■ WHAT YOU WILL DO: Repeat the data below exactly, with every entry included.

■ PROVIDED RECORDS:
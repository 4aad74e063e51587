use std::sync::Arc;

use axum::extract::ws::{Message, WebSocket};
use futures_util::{SinkExt, StreamExt};
use tokio::sync::mpsc;
use tracing::{debug, info, warn};
use uuid::Uuid;

use crate::models::decode_client_message;
use crate::utils::scope_guard::ScopeGuard;

use super::registry::HubRegistry;

/// Drive one client socket attached to the hub of `doc_id`.
pub async fn serve_connection(socket: WebSocket, doc_id: String, registry: Arc<HubRegistry>) {
    let conn = Uuid::new_v4();
    info!("WebSocket connection established for document {} with connection id {}", doc_id, conn);

    let hub = registry.get_or_create(&doc_id).await;
    let detach = hub.clone();
    // runs on every exit path below
    let _guard = ScopeGuard::new(move || detach.unregister(conn));

    let (outbound_tx, mut outbound_rx) = mpsc::channel::<String>(registry.config().outbound_capacity);
    if !hub.register(conn, outbound_tx) {
        warn!("Hub for document {} is gone, closing connection {}", doc_id, conn);
        return;
    }

    let (mut sender, mut receiver) = socket.split();

    // Writer: drain the outbound queue. It ends when the hub drops the queue.
    let mut send_task = tokio::spawn(async move {
        while let Some(text) = outbound_rx.recv().await {
            if sender.send(Message::Text(text)).await.is_err() {
                break;
            }
        }
        let _ = sender.close().await;
    });

    // Reader: decode frames and hand them to the hub.
    let reader_hub = hub.clone();
    let reader_doc = doc_id.clone();
    let mut recv_task = tokio::spawn(async move {
        while let Some(frame) = receiver.next().await {
            match frame {
                Ok(Message::Text(text)) => match decode_client_message(&text) {
                    Ok(message) => {
                        debug!("Received {} from {} in document {}", message.kind(), conn, reader_doc);
                        if !reader_hub.dispatch(conn, message) {
                            break;
                        }
                    }
                    Err(e) => warn!("Malformed message from {} in document {}: {}", conn, reader_doc, e),
                },
                Ok(Message::Close(_)) => break,
                Ok(_) => {}
                Err(e) => {
                    debug!("WebSocket read error for {} in document {}: {}", conn, reader_doc, e);
                    break;
                }
            }
        }
    });

    // Wait for either task to finish (and finish the other)
    tokio::select! {
        _ = (&mut send_task) => recv_task.abort(),
        _ = (&mut recv_task) => send_task.abort(),
    };
    info!("WebSocket connection {} for document {} terminated", conn, doc_id);
}
impl HubHandle {
    pub fn doc_id(&self) -> &str {
        &self.doc_id
    }

    pub fn send(&self, command: HubCommand) -> bool {
        self.tx.send(command).is_ok()
    }

    pub fn register(&self, conn: ConnId, outbound: mpsc::Sender<String>) -> bool {
        self.send(HubCommand::Register { conn, outbound })
    }

    /// Detach a client: drop it from fan-out and start its presence grace period.
    pub fn unregister(&self, conn: ConnId) {
        let _ = self
            .attached
            .fetch_update(Ordering::SeqCst, Ordering::SeqCst, |n| Some(n.saturating_sub(1)));
        self.send(HubCommand::Unregister(conn));
    }

    pub fn dispatch(&self, conn: ConnId, message: ClientMessage) -> bool {
        self.send(HubCommand::Inbound(conn, message))
    }

    pub(crate) fn attach(&self) {
        self.attached.fetch_add(1, Ordering::SeqCst);
    }

    /// Clients attached through the registry and not yet unregistered.
    pub fn attached_clients(&self) -> usize {
        self.attached.load(Ordering::SeqCst)
    }

    pub fn is_closed(&self) -> bool {
        self.tx.is_closed()
    }

    /// Resolves once the hub has stopped and saved.
    pub async fn stopped(&self) {
        self.tx.closed().await
    }

    pub async fn snapshot(&self) -> Option<HubSnapshot> {
        let (reply, rx) = oneshot::channel();
        if !self.send(HubCommand::Inspect(reply)) {
            return None;
        }
        rx.await.ok()
    }

    /// Stop the hub after saving anything still pending.
    pub async fn shutdown(&self) {
        let (reply, rx) = oneshot::channel();
        if self.send(HubCommand::Shutdown(reply)) {
            let _ = rx.await;
        }
    }
}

■ EXERCISE SOLUTION:
repository 4aad74e063e51587
use std::sync::Arc;

use axum::extract::ws::{Message, WebSocket};
use futures_util::{SinkExt, StreamExt};
use tokio::sync::mpsc;
use tracing::{debug, info, warn};
use uuid::Uuid;

use crate::models::decode_client_message;
use crate::utils::scope_guard::ScopeGuard;

use super::registry::HubRegistry;

/// Drive one client socket attached to the hub of `doc_id`.
pub async fn serve_connection(socket: WebSocket, doc_id: String, registry: Arc<HubRegistry>) {
    let conn = Uuid::new_v4();
    info!("WebSocket connection established for document {} with connection id {}", doc_id, conn);

    let hub = registry.get_or_create(&doc_id).await;
    let detach = hub.clone();
    // runs on every exit path below
    let _guard = ScopeGuard::new(move || detach.unregister(conn));

    let (outbound_tx, mut outbound_rx) = mpsc::channel::<String>(registry.config().outbound_capacity);
    if !hub.register(conn, outbound_tx) {
        warn!("Hub for document {} is gone, closing connection {}", doc_id, conn);
        return;
    }

    let (mut sender, mut receiver) = socket.split();

    // Writer: drain the outbound queue. It ends when the hub drops the queue.
    let mut send_task = tokio::spawn(async move {
        while let Some(text) = outbound_rx.recv().await {
            if sender.send(Message::Text(text)).await.is_err() {
                break;
            }
        }
        let _ = sender.close().await;
    });

    // Reader: decode frames and hand them to the hub.
    let reader_hub = hub.clone();
    let reader_doc = doc_id.clone();
    let mut recv_task = tokio::spawn(async move {
        while let Some(frame) = receiver.next().await {
            match frame {
                Ok(Message::Text(text)) => match decode_client_message(&text) {
                    Ok(message) => {
                        debug!("Received {} from {} in document {}", message.kind(), conn, reader_doc);
                        if !reader_hub.dispatch(conn, message) {
                            break;
                        }
                    }
                    Err(e) => warn!("Malformed message from {} in document {}: {}", conn, reader_doc, e),
                },
                Ok(Message::Close(_)) => break,
                Ok(_) => {}
                Err(e) => {
                    debug!("WebSocket read error for {} in document {}: {}", conn, reader_doc, e);
                    break;
                }
            }
        }
    });

    // Wait for either task to finish (and finish the other)
    tokio::select! {
        _ = (&mut send_task) => recv_task.abort(),
        _ = (&mut recv_task) => send_task.abort(),
    };
    info!("WebSocket connection {} for document {} terminated", conn, doc_id);
}
impl HubHandle {
    pub fn doc_id(&self) -> &str {
        &self.doc_id
    }

    pub fn send(&self, command: HubCommand) -> bool {
        self.tx.send(command).is_ok()
    }

    pub fn register(&self, conn: ConnId, outbound: mpsc::Sender<String>) -> bool {
        self.send(HubCommand::Register { conn, outbound })
    }

    /// Detach a client: drop it from fan-out and start its presence grace period.
    pub fn unregister(&self, conn: ConnId) {
        let _ = self
            .attached
            .fetch_update(Ordering::SeqCst, Ordering::SeqCst, |n| Some(n.saturating_sub(1)));
        self.send(HubCommand::Unregister(conn));
    }

    pub fn dispatch(&self, conn: ConnId, message: ClientMessage) -> bool {
        self.send(HubCommand::Inbound(conn, message))
    }

    pub(crate) fn attach(&self) {
        self.attached.fetch_add(1, Ordering::SeqCst);
    }

    /// Clients attached through the registry and not yet unregistered.
    pub fn attached_clients(&self) -> usize {
        self.attached.load(Ordering::SeqCst)
    }

    pub fn is_closed(&self) -> bool {
        self.tx.is_closed()
    }

    /// Resolves once the hub has stopped and saved.
    pub async fn stopped(&self) {
        self.tx.closed().await
    }

    pub async fn snapshot(&self) -> Option<HubSnapshot> {
        let (reply, rx) = oneshot::channel();
        if !self.send(HubCommand::Inspect(reply)) {
            return None;
        }
        rx.await.ok()
    }

    /// Stop the hub after saving anything still pending.
    pub async fn shutdown(&self) {
        let (reply, rx) = oneshot::channel();
        if self.send(HubCommand::Shutdown(reply)) {
            let _ = rx.await;
        }
    }
}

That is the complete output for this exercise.